Initial attempts to understand the development of colorectal carcinoma were based on the traditional adenoma–carcinoma model, and were greatly expanded by the molecular analyses of Vogelstein and co-worker in 1988.19 This was augmented by the slow recognition of an alternative serrated neoplasia pathway over a decade later, initially from mucin expression studies.40 These canonical pathways are largely linear in nature, and are likely to serve as the foundation of colorectal carcinoma development in the majority of instances. In 2006, Jass et al41 proposed a ‘fusion pathway’, which combined elements from the canonical pathways. It was suggested that other mutational alterations, such as the inactivation of MGMT, may combine with KRAS and TP53 mutations to produce malignant transformation. KRAS mutation, as well as low/indeterminate levels of MSI and CIMP, has been associated with methylation of MGMT by several authors.21, 22, 42, 43 In our study, we found that some KRAS-mutated carcinomas were associated with MGMT immunohistochemical loss of expression (borderline significance), MGMT methylation, and MSI-low/indeterminate phenotype.
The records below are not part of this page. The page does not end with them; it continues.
use async_trait::async_trait;
use chrono::Utc;
use reqwest::Client;
use tokio::time::Instant;
use tracing::debug;

use crate::config::HttpMethod;
use crate::metrics::OutcomeRecord;
use crate::workload::RequestDescriptor;

/// Executes one request descriptor into an outcome record. The seam lets
/// the scheduler run against a synthetic executor in tests.
#[async_trait]
pub trait Executor: Send + Sync {
    async fn execute(&self, descriptor: &RequestDescriptor, request_id: u64) -> OutcomeRecord;
}

pub struct HttpExecutor {
    client: Client,
}

impl HttpExecutor {
    #[must_use]
    pub const fn new(client: Client) -> Self {
        Self { client }
    }
}

#[async_trait]
impl Executor for HttpExecutor {
    /// Sends the descriptor's request and folds every failure mode into the
    /// record; nothing propagates past this boundary. A request is a success
    /// iff it completed without a transport error and a status code was
    /// captured; non-2xx codes still count as completed.
    async fn execute(&self, descriptor: &RequestDescriptor, request_id: u64) -> OutcomeRecord {
        let timestamp_ms = Utc::now().timestamp_millis();
        let start = Instant::now();

        let mut request = match descriptor.method {
            HttpMethod::Get => self.client.get(&descriptor.url),
            HttpMethod::Post => self.client.post(&descriptor.url),
        };
        if let Some(payload) = descriptor.payload.as_ref() {
            request = request.json(payload);
        }

        let (success, status_code, error) = match request.send().await {
            Ok(response) => {
                let status = response.status().as_u16();
                // Drain the body so response time covers the full exchange.
                match response.bytes().await {
                    Ok(_) => (true, Some(status), None),
                    Err(err) => {
                        debug!("Reading body from {} failed: {}", descriptor.url, err);
                        (false, Some(status), Some(err.to_string()))
                    }
                }
            }
            Err(err) => {
                debug!("Request to {} failed: {}", descriptor.url, err);
                let status = err.status().map(|status| status.as_u16());
                (false, status, Some(err.to_string()))
            }
        };

        OutcomeRecord {
            endpoint: descriptor.label.clone(),
            request_id,
            timestamp_ms,
            response_time: start.elapsed().as_secs_f64(),
            success,
            status_code,
            error,
        }
    }
}
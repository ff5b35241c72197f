use clap::{Args, Parser, Subcommand};

#[derive(Debug, Subcommand, Clone)]
pub enum Command {
    /// Compare two run reports and classify per-endpoint latency deltas
    Compare(CompareArgs),
}

#[derive(Debug, Args, Clone)]
pub struct CompareArgs {
    /// Baseline run report (JSON)
    pub left: String,

    /// Candidate run report (JSON)
    pub right: String,

    /// Write the comparison report to this path instead of stdout
    #[arg(long, short)]
    pub output: Option<String>,

    /// Render comparison charts (PNG) into this directory
    #[arg(long)]
    pub charts: Option<String>,
}

#[derive(Debug, Parser, Clone)]
#[clap(
    version,
    about = "Async HTTP load tester for Rosetta-style blockchain data APIs - block-range aware request batches, percentile latency stats, JSON run reports, and chart exports for comparing runs."
)]
pub struct TesterArgs {
    #[command(subcommand)]
    pub command: Option<Command>,

    /// Path to the test configuration file (YAML or JSON)
    #[arg(long, short)]
    pub config: Option<String>,

    /// Keep per-request timings in the run report
    #[arg(long, short)]
    pub verbose: bool,

    /// Destination for the serialized run report (defaults to results/<timestamp>.json)
    #[arg(long, short)]
    pub output: Option<String>,

    /// Render run charts (PNG) into this directory
    #[arg(long)]
    pub charts: Option<String>,
}
use tokio::sync::broadcast;
use tracing::warn;

#[cfg(unix)]
use tokio::signal::unix::{SignalKind, signal};

pub type ShutdownSender = broadcast::Sender<()>;
pub type ShutdownReceiver = broadcast::Receiver<()>;

/// Single-slot fan-out; one interrupt notification is all a run needs.
const SHUTDOWN_CHANNEL_CAPACITY: usize = 1;

#[must_use]
pub fn shutdown_channel() -> (ShutdownSender, ShutdownReceiver) {
    broadcast::channel::<()>(SHUTDOWN_CHANNEL_CAPACITY)
}

/// Forwards a process interrupt into the shutdown channel so the scheduler
/// stops dispatching and in-flight requests drain. The task also exits when
/// a shutdown is sent from elsewhere, so the run can reap it on completion.
pub fn setup_signal_shutdown_handler(shutdown_tx: &ShutdownSender) -> tokio::task::JoinHandle<()> {
    let shutdown_tx = shutdown_tx.clone();
    // Subscribe before spawning so a send racing the task startup is not
    // lost.
    let mut shutdown_rx = shutdown_tx.subscribe();
    tokio::spawn(async move {
        tokio::select! {
            _ = shutdown_rx.recv() => {}
            () = interrupt_signal() => {
                drop(shutdown_tx.send(()));
            }
        }
    })
}

/// Resolves once the process receives Ctrl+C, or SIGTERM on Unix.
async fn interrupt_signal() {
    #[cfg(unix)]
    {
        let mut term_signal = match signal(SignalKind::terminate()) {
            Ok(term_signal) => Some(term_signal),
            Err(err) => {
                warn!("Failed to register SIGTERM handler: {}", err);
                None
            }
        };
        tokio::select! {
            _ = tokio::signal::ctrl_c() => {}
            () = async {
                if let Some(term_signal) = term_signal.as_mut() {
                    term_signal.recv().await;
                } else {
                    std::future::pending::<()>().await;
                }
            } => {}
        }
    }

    #[cfg(not(unix))]
    {
        drop(tokio::signal::ctrl_c().await);
    }
}
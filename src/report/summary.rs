use crate::config::{MetricKind, MetricSelection};
use crate::metrics::{EndpointAggregate, RunReport};

const HEADER_WIDTH: usize = 72;

/// Prints the per-endpoint summary table and overall line after a run,
/// filtered to the configured metric selection.
pub fn print_run_summary(report: &RunReport, metrics: &MetricSelection) {
    println!();
    println!("{}", "=".repeat(HEADER_WIDTH));
    println!("SUMMARY REPORT for {}", report.test_name);
    println!("{}", "=".repeat(HEADER_WIDTH));

    for aggregate in report.endpoints.values() {
        println!("  {}", format_aggregate_line(aggregate, metrics));
    }

    println!("{}", "-".repeat(HEADER_WIDTH));
    println!("  {}", format_aggregate_line(&report.overall, metrics));

    let failed: Vec<&EndpointAggregate> = report
        .endpoints
        .values()
        .filter(|aggregate| !aggregate.errors.is_empty())
        .collect();
    if !failed.is_empty() {
        println!();
        println!("Errors encountered:");
        for aggregate in failed {
            for message in &aggregate.errors {
                println!("  {} - {}", aggregate.endpoint, message);
            }
        }
    }
}

pub(crate) fn format_aggregate_line(
    aggregate: &EndpointAggregate,
    metrics: &MetricSelection,
) -> String {
    let mut segments = vec![format!(
        "{:<24} {:>5} reqs",
        aggregate.endpoint, aggregate.request_count
    )];

    if metrics.contains(MetricKind::SuccessRate) {
        segments.push(format!("Success: {:6.2}%", aggregate.success_rate * 100.0));
    }
    if metrics.contains(MetricKind::Avg) {
        segments.push(format!("Avg: {}", format_ms(aggregate.avg_response_time)));
    }
    if metrics.contains(MetricKind::Min) {
        segments.push(format!("Min: {}", format_ms(aggregate.min_response_time)));
    }
    if metrics.contains(MetricKind::Max) {
        segments.push(format!("Max: {}", format_ms(aggregate.max_response_time)));
    }
    if metrics.contains(MetricKind::P50) {
        segments.push(format!("p50: {}", format_ms(aggregate.p50_response_time)));
    }
    if metrics.contains(MetricKind::P95) {
        segments.push(format!("p95: {}", format_ms(aggregate.p95_response_time)));
    }
    if metrics.contains(MetricKind::P99) {
        segments.push(format!("p99: {}", format_ms(aggregate.p99_response_time)));
    }
    if metrics.contains(MetricKind::Throughput) {
        segments.push(format!("{:6.2} req/s", aggregate.throughput));
    }

    segments.join(" | ")
}

fn format_ms(seconds: Option<f64>) -> String {
    seconds.map_or_else(
        || "n/a".to_owned(),
        |value| format!("{:7.2}ms", value * 1000.0),
    )
}
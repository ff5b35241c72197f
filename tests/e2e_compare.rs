mod support;

use std::fs;
use std::path::Path;

use tempfile::tempdir;

use support::run_meshbench;

fn write_report(path: &Path, test_name: &str, p95_seconds: f64) -> Result<(), String> {
    let aggregate = |endpoint: &str| {
        serde_json::json!({
            "endpoint": endpoint,
            "request_count": 10,
            "success_count": 10,
            "failure_count": 0,
            "avg_response_time": p95_seconds,
            "min_response_time": p95_seconds,
            "max_response_time": p95_seconds,
            "p50_response_time": p95_seconds,
            "p95_response_time": p95_seconds,
            "p99_response_time": p95_seconds,
            "throughput": 20.0,
            "success_rate": 1.0,
            "error_rate": 0.0
        })
    };
    let report = serde_json::json!({
        "test_name": test_name,
        "base_url": "http://127.0.0.1:8080",
        "started_at": "2025-01-01T00:00:00+00:00",
        "finished_at": "2025-01-01T00:00:10+00:00",
        "config": {
            "concurrent_requests": 2,
            "total_requests": 10,
            "timeout_seconds": 5,
            "warm_up_requests": 0
        },
        "endpoints": { "foo": aggregate("foo") },
        "overall": aggregate("overall")
    });
    let bytes = serde_json::to_vec_pretty(&report)
        .map_err(|err| format!("serialize report failed: {}", err))?;
    fs::write(path, bytes).map_err(|err| format!("write report failed: {}", err))
}

#[test]
fn e2e_compare_classifies_p95_improvement() -> Result<(), String> {
    let dir = tempdir().map_err(|err| format!("tempdir failed: {}", err))?;
    let left_path = dir.path().join("before.json");
    let right_path = dir.path().join("after.json");
    write_report(&left_path, "before", 0.100)?;
    write_report(&right_path, "after", 0.090)?;

    let comparison_path = dir.path().join("comparison.txt");
    let output = run_meshbench([
        "compare".to_owned(),
        left_path.to_string_lossy().into_owned(),
        right_path.to_string_lossy().into_owned(),
        "--output".to_owned(),
        comparison_path.to_string_lossy().into_owned(),
    ])?;
    if !output.status.success() {
        return Err(format!(
            "stdout: {}\nstderr: {}",
            String::from_utf8_lossy(&output.stdout),
            String::from_utf8_lossy(&output.stderr)
        ));
    }

    let rendered =
        fs::read_to_string(&comparison_path).map_err(|err| format!("read failed: {}", err))?;
    if !rendered.contains("↓ Improved") {
        return Err(format!("Expected an improvement marker, got:\n{}", rendered));
    }
    if !rendered.contains("-10.0%") {
        return Err(format!("Expected a -10% delta, got:\n{}", rendered));
    }
    if !rendered.contains("Test 1: before") || !rendered.contains("Test 2: after") {
        return Err("Expected both test names in the header".to_owned());
    }
    Ok(())
}

#[test]
fn e2e_compare_missing_report_fails() -> Result<(), String> {
    let dir = tempdir().map_err(|err| format!("tempdir failed: {}", err))?;
    let left_path = dir.path().join("before.json");
    write_report(&left_path, "before", 0.100)?;

    let output = run_meshbench([
        "compare".to_owned(),
        left_path.to_string_lossy().into_owned(),
        dir.path().join("missing.json").to_string_lossy().into_owned(),
    ])?;
    if output.status.success() {
        return Err("Expected a non-zero exit for a missing report".to_owned());
    }
    Ok(())
}
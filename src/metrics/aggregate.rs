use std::collections::BTreeMap;
use std::time::Duration;

use super::types::{EndpointAggregate, OutcomeRecord};

/// Label of the aggregate spanning every record in a run.
pub const OVERALL_LABEL: &str = "overall";

/// Reduces a run's outcome records into one aggregate per endpoint label
/// plus the overall aggregate. Pure function of its inputs: aggregating the
/// same records twice yields identical values.
///
/// Throughput is computed against the main-phase wall duration at run level;
/// per-endpoint aggregates use the same duration.
#[must_use]
pub fn aggregate_run(
    records: &[OutcomeRecord],
    main_duration: Duration,
) -> (BTreeMap<String, EndpointAggregate>, EndpointAggregate) {
    let mut by_label: BTreeMap<&str, Vec<&OutcomeRecord>> = BTreeMap::new();
    for record in records {
        by_label
            .entry(record.endpoint.as_str())
            .or_default()
            .push(record);
    }

    let endpoints = by_label
        .iter()
        .map(|(label, group)| ((*label).to_owned(), aggregate_label(label, group, main_duration)))
        .collect();

    let everything: Vec<&OutcomeRecord> = records.iter().collect();
    let overall = aggregate_label(OVERALL_LABEL, &everything, main_duration);

    (endpoints, overall)
}

fn aggregate_label(
    label: &str,
    records: &[&OutcomeRecord],
    main_duration: Duration,
) -> EndpointAggregate {
    let request_count = u64::try_from(records.len()).unwrap_or(u64::MAX);

    let mut success_times: Vec<f64> = records
        .iter()
        .filter(|record| record.success)
        .map(|record| record.response_time)
        .collect();
    success_times.sort_by(f64::total_cmp);
    let success_count = u64::try_from(success_times.len()).unwrap_or(u64::MAX);
    let failure_count = request_count.saturating_sub(success_count);

    let avg = if success_times.is_empty() {
        None
    } else {
        let sum: f64 = success_times.iter().sum();
        Some(sum / success_count as f64)
    };

    let duration_secs = main_duration.as_secs_f64();
    let throughput = if duration_secs > 0.0 {
        success_count as f64 / duration_secs
    } else {
        0.0
    };

    let (success_rate, error_rate) = if request_count > 0 {
        let rate = success_count as f64 / request_count as f64;
        (rate, 1.0 - rate)
    } else {
        (0.0, 0.0)
    };

    let mut errors: Vec<String> = Vec::new();
    for record in records {
        if let Some(message) = record.error.as_ref()
            && !errors.iter().any(|seen| seen == message)
        {
            errors.push(message.clone());
        }
    }

    EndpointAggregate {
        endpoint: label.to_owned(),
        request_count,
        success_count,
        failure_count,
        avg_response_time: avg,
        min_response_time: success_times.first().copied(),
        max_response_time: success_times.last().copied(),
        p50_response_time: nearest_rank(&success_times, 0.50),
        p95_response_time: nearest_rank(&success_times, 0.95),
        p99_response_time: nearest_rank(&success_times, 0.99),
        throughput,
        success_rate,
        error_rate,
        errors,
    }
}

/// Nearest-rank percentile over an ascending-sorted sample:
/// index = ceil(p × n) − 1, clamped to [0, n−1]. Returns `None` for an
/// empty sample.
#[must_use]
pub fn nearest_rank(sorted_ascending: &[f64], percentile: f64) -> Option<f64> {
    if sorted_ascending.is_empty() {
        return None;
    }
    let len = sorted_ascending.len();
    let rank = (percentile * len as f64).ceil();
    let index = if rank < 1.0 {
        0
    } else {
        (rank as usize).saturating_sub(1).min(len.saturating_sub(1))
    };
    sorted_ascending.get(index).copied()
}
mod cli;


pub use cli::{Command, CompareArgs, TesterArgs};
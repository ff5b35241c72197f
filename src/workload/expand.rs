use serde_json::Value;

use crate::config::{BlockRange, EndpointSpec};

use super::RequestDescriptor;

/// Expands declared endpoints against a block range into the ordered request
/// sequence the scheduler draws from.
///
/// Endpoints expand in declaration order. A block-indexed endpoint with an
/// enabled range emits one descriptor per block, ascending start..=end, with
/// `block_identifier.index` substituted in its payload. Everything else
/// emits exactly one descriptor with the payload template unmodified.
#[must_use]
pub fn expand_endpoints(
    endpoints: &[EndpointSpec],
    range: &BlockRange,
    base_url: &str,
) -> Vec<RequestDescriptor> {
    let mut descriptors = Vec::with_capacity(endpoints.len());
    for endpoint in endpoints {
        let url = format!("{}{}", base_url, endpoint.path);
        if range.enabled && endpoint.uses_block_index {
            for block in range.start..=range.end {
                let payload = endpoint.payload.clone().map(|mut payload| {
                    substitute_block_index(&mut payload, block);
                    payload
                });
                let label = if range.per_block_labels {
                    format!("{}#{}", endpoint.path, block)
                } else {
                    endpoint.path.clone()
                };
                descriptors.push(RequestDescriptor {
                    label,
                    method: endpoint.method,
                    url: url.clone(),
                    payload,
                });
            }
        } else {
            descriptors.push(RequestDescriptor {
                label: endpoint.path.clone(),
                method: endpoint.method,
                url,
                payload: endpoint.payload.clone(),
            });
        }
    }
    descriptors
}

/// Rewrites every `block_identifier.index` found anywhere in the payload
/// tree, walking nested mappings and arrays.
fn substitute_block_index(value: &mut Value, block: u64) {
    match value {
        Value::Object(map) => {
            if let Some(Value::Object(identifier)) = map.get_mut("block_identifier")
                && let Some(index) = identifier.get_mut("index")
            {
                *index = Value::from(block);
            }
            for entry in map.values_mut() {
                substitute_block_index(entry, block);
            }
        }
        Value::Array(items) => {
            for item in items {
                substitute_block_index(item, block);
            }
        }
        Value::Null | Value::Bool(_) | Value::Number(_) | Value::String(_) => {}
    }
}
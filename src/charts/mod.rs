//! PNG chart rendering for run reports and comparisons.

use std::path::Path;

use plotters::prelude::*;

use crate::error::AppResult;
use crate::metrics::{EndpointAggregate, RunReport};

const CHART_SIZE: (u32, u32) = (1200, 600);
/// Palette carried over from the comparison tooling.
const COLOR_LEFT: RGBColor = RGBColor(46, 134, 171);
const COLOR_RIGHT: RGBColor = RGBColor(196, 85, 8);
const COLOR_AVG: RGBColor = RGBColor(42, 157, 143);
const COLOR_P50: RGBColor = RGBColor(46, 134, 171);
const COLOR_P95: RGBColor = RGBColor(241, 143, 1);
const COLOR_P99: RGBColor = RGBColor(231, 111, 81);

struct BarSeries {
    label: String,
    color: RGBColor,
    /// Milliseconds per group; `None` skips the bar (no successful samples).
    values: Vec<Option<f64>>,
}

/// Renders the per-endpoint latency percentile chart for one run.
/// Endpoints without successful requests are left out rather than plotted
/// as zero.
///
/// # Errors
///
/// Returns an error when the output directory or PNG cannot be written.
pub fn render_run_charts(report: &RunReport, dir: &Path) -> AppResult<()> {
    let endpoints: Vec<(&String, &EndpointAggregate)> = report
        .endpoints
        .iter()
        .filter(|(_, aggregate)| aggregate.avg_response_time.is_some())
        .collect();
    if endpoints.is_empty() {
        return Ok(());
    }

    std::fs::create_dir_all(dir)?;
    let labels: Vec<String> = endpoints.iter().map(|(label, _)| (*label).clone()).collect();
    let series = [
        BarSeries {
            label: "avg".to_owned(),
            color: COLOR_AVG,
            values: collect_ms(&endpoints, |aggregate| aggregate.avg_response_time),
        },
        BarSeries {
            label: "p50".to_owned(),
            color: COLOR_P50,
            values: collect_ms(&endpoints, |aggregate| aggregate.p50_response_time),
        },
        BarSeries {
            label: "p95".to_owned(),
            color: COLOR_P95,
            values: collect_ms(&endpoints, |aggregate| aggregate.p95_response_time),
        },
        BarSeries {
            label: "p99".to_owned(),
            color: COLOR_P99,
            values: collect_ms(&endpoints, |aggregate| aggregate.p99_response_time),
        },
    ];

    let path = dir.join("latency_percentiles.png");
    draw_grouped_bars(
        &path,
        &format!("Latency Percentiles - {}", report.test_name),
        &labels,
        &series,
    )
}

/// Renders one side-by-side chart per percentile comparing two runs.
///
/// # Errors
///
/// Returns an error when the output directory or a PNG cannot be written.
pub fn render_compare_charts(left: &RunReport, right: &RunReport, dir: &Path) -> AppResult<()> {
    let labels: Vec<String> = left
        .endpoints
        .keys()
        .filter(|label| right.endpoints.contains_key(*label))
        .cloned()
        .collect();
    if labels.is_empty() {
        return Ok(());
    }

    std::fs::create_dir_all(dir)?;
    let metrics: [(&str, fn(&EndpointAggregate) -> Option<f64>); 3] = [
        ("P50", |aggregate| aggregate.p50_response_time),
        ("P95", |aggregate| aggregate.p95_response_time),
        ("P99", |aggregate| aggregate.p99_response_time),
    ];

    for (name, extract) in metrics {
        let series = [
            BarSeries {
                label: left.test_name.clone(),
                color: COLOR_LEFT,
                values: labels
                    .iter()
                    .map(|label| left.endpoints.get(label).and_then(extract).map(to_ms))
                    .collect(),
            },
            BarSeries {
                label: right.test_name.clone(),
                color: COLOR_RIGHT,
                values: labels
                    .iter()
                    .map(|label| right.endpoints.get(label).and_then(extract).map(to_ms))
                    .collect(),
            },
        ];
        let path = dir.join(format!("compare_{}.png", name));
        draw_grouped_bars(
            &path,
            &format!("{} Response Time - {} vs {}", name, left.test_name, right.test_name),
            &labels,
            &series,
        )?;
    }
    Ok(())
}

fn collect_ms(
    endpoints: &[(&String, &EndpointAggregate)],
    extract: fn(&EndpointAggregate) -> Option<f64>,
) -> Vec<Option<f64>> {
    endpoints
        .iter()
        .map(|(_, aggregate)| extract(aggregate).map(to_ms))
        .collect()
}

const fn to_ms(seconds: f64) -> f64 {
    seconds * 1000.0
}

fn draw_grouped_bars(
    path: &Path,
    title: &str,
    group_labels: &[String],
    series: &[BarSeries],
) -> AppResult<()> {
    let y_max = series
        .iter()
        .flat_map(|bar_series| bar_series.values.iter().flatten())
        .fold(1.0_f64, |max, value| max.max(*value));

    let root = BitMapBackend::new(path, CHART_SIZE).into_drawing_area();
    root.fill(&WHITE)?;

    let group_count = group_labels.len();
    let mut chart = ChartBuilder::on(&root)
        .caption(title, ("sans-serif", 28))
        .margin(10)
        .x_label_area_size(60)
        .y_label_area_size(60)
        .build_cartesian_2d(0.0..group_count as f64, 0.0..y_max * 1.15)?;

    let axis_labels = group_labels.to_vec();
    chart
        .configure_mesh()
        .disable_x_mesh()
        .x_labels(group_count)
        .x_label_formatter(&move |x| {
            let index = x.floor().max(0.0) as usize;
            axis_labels.get(index).cloned().unwrap_or_default()
        })
        .y_desc("Response Time (ms)")
        .draw()?;

    let bar_count = series.len().max(1);
    let group_width = 0.8_f64;
    let bar_width = group_width / bar_count as f64;

    for (series_index, bar_series) in series.iter().enumerate() {
        let color = bar_series.color;
        chart
            .draw_series(bar_series.values.iter().enumerate().filter_map(
                |(group_index, value)| {
                    let value = (*value)?;
                    let x0 = group_index as f64
                        + 0.1
                        + series_index as f64 * bar_width;
                    Some(Rectangle::new(
                        [(x0, 0.0), (x0 + bar_width, value)],
                        color.filled(),
                    ))
                },
            ))?
            .label(bar_series.label.clone())
            .legend(move |(x, y)| {
                Rectangle::new(
                    [
                        (x, y.saturating_sub(5)),
                        (x.saturating_add(10), y.saturating_add(5)),
                    ],
                    color.filled(),
                )
            });
    }

    chart
        .configure_series_labels()
        .border_style(BLACK)
        .background_style(WHITE.mix(0.8))
        .draw()?;

    root.present()?;
    Ok(())
}
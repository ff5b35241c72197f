use std::ffi::OsStr;
use std::io::{Read, Write};
use std::net::{Shutdown, TcpListener, TcpStream};
use std::process::{Command, Output};
use std::sync::mpsc;
use std::thread;
use std::time::Duration;

/// How a test server treats each connection.
#[derive(Clone, Copy)]
pub enum ServerMode {
    /// Respond 200 with an empty JSON object.
    Ok,
    /// Read the request, then stall long enough to trip client timeouts.
    Hang,
}

pub struct ServerHandle {
    shutdown: mpsc::Sender<()>,
    thread: Option<thread::JoinHandle<()>>,
}

impl Drop for ServerHandle {
    fn drop(&mut self) {
        let _send_result = self.shutdown.send(());
        if let Some(handle) = self.thread.take() {
            drop(handle.join());
        }
    }
}

/// Spawn a lightweight HTTP server for tests.
///
/// # Errors
///
/// Returns an error if the listener cannot be created or configured.
pub fn spawn_http_server(mode: ServerMode) -> Result<(String, ServerHandle), String> {
    let listener = TcpListener::bind("127.0.0.1:0")
        .map_err(|err| format!("bind test server failed: {}", err))?;
    let addr = listener
        .local_addr()
        .map_err(|err| format!("server addr failed: {}", err))?;
    listener
        .set_nonblocking(true)
        .map_err(|err| format!("set_nonblocking failed: {}", err))?;

    let (shutdown_tx, shutdown_rx) = mpsc::channel();

    let handle = thread::spawn(move || {
        loop {
            if shutdown_rx.try_recv().is_ok() {
                break;
            }

            match listener.accept() {
                Ok((stream, _)) => {
                    thread::spawn(move || handle_client(stream, mode));
                }
                Err(err) if err.kind() == std::io::ErrorKind::WouldBlock => {
                    thread::sleep(Duration::from_millis(10));
                }
                Err(_) => break,
            }
        }
    });

    Ok((
        format!("http://{}", addr),
        ServerHandle {
            shutdown: shutdown_tx,
            thread: Some(handle),
        },
    ))
}

fn handle_client(mut stream: TcpStream, mode: ServerMode) {
    let mut buffer = [0u8; 4096];
    if stream.read(&mut buffer).is_err() {
        return;
    }
    match mode {
        ServerMode::Ok => {
            if stream
                .write_all(
                    b"HTTP/1.1 200 OK\r\nContent-Type: application/json\r\nContent-Length: 2\r\nConnection: close\r\n\r\n{}",
                )
                .is_err()
            {
                return;
            }
            if stream.flush().is_err() {
                return;
            }
        }
        ServerMode::Hang => {
            thread::sleep(Duration::from_secs(5));
        }
    }
    drop(stream.shutdown(Shutdown::Both));
}

/// Run the `meshbench` binary and capture output.
///
/// # Errors
///
/// Returns an error if the binary cannot be executed.
pub fn run_meshbench<I, S>(args: I) -> Result<Output, String>
where
    I: IntoIterator<Item = S>,
    S: AsRef<OsStr>,
{
    let bin = meshbench_bin()?;
    Command::new(bin)
        .args(args)
        .env("RUST_LOG", "error")
        .output()
        .map_err(|err| format!("run meshbench failed: {}", err))
}

fn meshbench_bin() -> Result<String, String> {
    option_env!("CARGO_BIN_EXE_meshbench").map_or_else(
        || Err("CARGO_BIN_EXE_meshbench missing at compile time.".to_owned()),
        |path| Ok(path.to_owned()),
    )
}
use std::path::{Path, PathBuf};

use crate::error::{AppError, AppResult, ConfigError};

use super::types::ConfigFile;

/// Default config filenames checked when `--config` is not provided.
pub const DEFAULT_CONFIG_FILES: [&str; 3] = ["meshbench.yaml", "meshbench.yml", "meshbench.json"];

/// Loads the configuration file from the provided path or default locations.
///
/// # Errors
///
/// Returns an error when no config file exists or it cannot be read or
/// parsed.
pub fn load_config(path: Option<&str>) -> AppResult<ConfigFile> {
    if let Some(path) = path {
        return load_config_file(Path::new(path));
    }

    for candidate in DEFAULT_CONFIG_FILES {
        let candidate = PathBuf::from(candidate);
        if candidate.exists() {
            return load_config_file(&candidate);
        }
    }

    Err(AppError::config(ConfigError::NoConfigFound))
}

/// Reads and parses a single config file, dispatching on its extension.
///
/// # Errors
///
/// Returns an error when the file cannot be read, has an unsupported
/// extension, or fails to parse.
pub fn load_config_file(path: &Path) -> AppResult<ConfigFile> {
    let content = std::fs::read_to_string(path).map_err(|err| {
        AppError::config(ConfigError::ReadConfig {
            path: path.to_path_buf(),
            source: err,
        })
    })?;
    match path.extension().and_then(|ext| ext.to_str()) {
        Some("yaml" | "yml") => serde_yaml::from_str(&content).map_err(|err| {
            AppError::config(ConfigError::ParseYaml {
                path: path.to_path_buf(),
                source: err,
            })
        }),
        Some("json") => serde_json::from_str(&content).map_err(|err| {
            AppError::config(ConfigError::ParseJson {
                path: path.to_path_buf(),
                source: err,
            })
        }),
        Some(ext) => Err(AppError::config(ConfigError::UnsupportedExtension {
            ext: ext.to_owned(),
        })),
        None => Err(AppError::config(ConfigError::MissingExtension)),
    }
}
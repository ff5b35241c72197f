use meshbench::entry;
use meshbench::error::AppResult;

fn main() -> AppResult<()> {
    entry::run()
}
Of note, we found poor correlation between MGMT immunohistochemical loss of expression and MGMT methylation, as reported by others in colorectal carcinoma and glioblastoma.44, 45 This can be secondary to various causes including methodology issues (type of methylation assay, intratumor heterogeneity) and alternative molecular mechanisms that regulate MGMT expression.

Overall, we did not demonstrate any significant effect of KRAS mutation subtypes (all mutations, codon 12 or codon 13) on patient survival, whether or not BRAF-mutated carcinomas were included in the analysis. This finding is different from Imamura et al,17 who recently reported an association between poor survival and KRAS codon 12 mutation in BRAF wild-type colorectal carcinoma patients. With multiple studies showing different effects of KRAS mutation on patient survival, it is likely that various confounders may interact and that KRAS mutation does not represent on its own an important prognostic factor in patients with colorectal carcinoma.

In summary, we uncovered evidence that KRAS-mutated carcinomas demonstrate distinctive features from other colorectal carcinomas, in particular from tumors harboring neither BRAF nor KRAS mutation. To reduce the possibility of our novel associations being false-positive results, we re-examined the comparisons performed using a Bonferroni correction procedure. Our key associations (mucinous differentiation, presence of a contiguous polyp, different MSI status and MGMT methylation) were robust to this correction for multiple hypothesis testing. Although some environmental and lifestyle risk factors, such as physical activity, body mass index, tobacco smoke and meat consumption, have been reported to be associated with KRAS-mutated colorectal carcinoma,31, 46, 47, 48, 49 potential new associations are unlikely to be identified if, as was the case for BRAF-mutated carcinomas until relatively recently, KRAS-mutated carcinomas continue to be included with the bulk of common colorectal carcinoma. Subsequent studies from different population are required to validate our findings.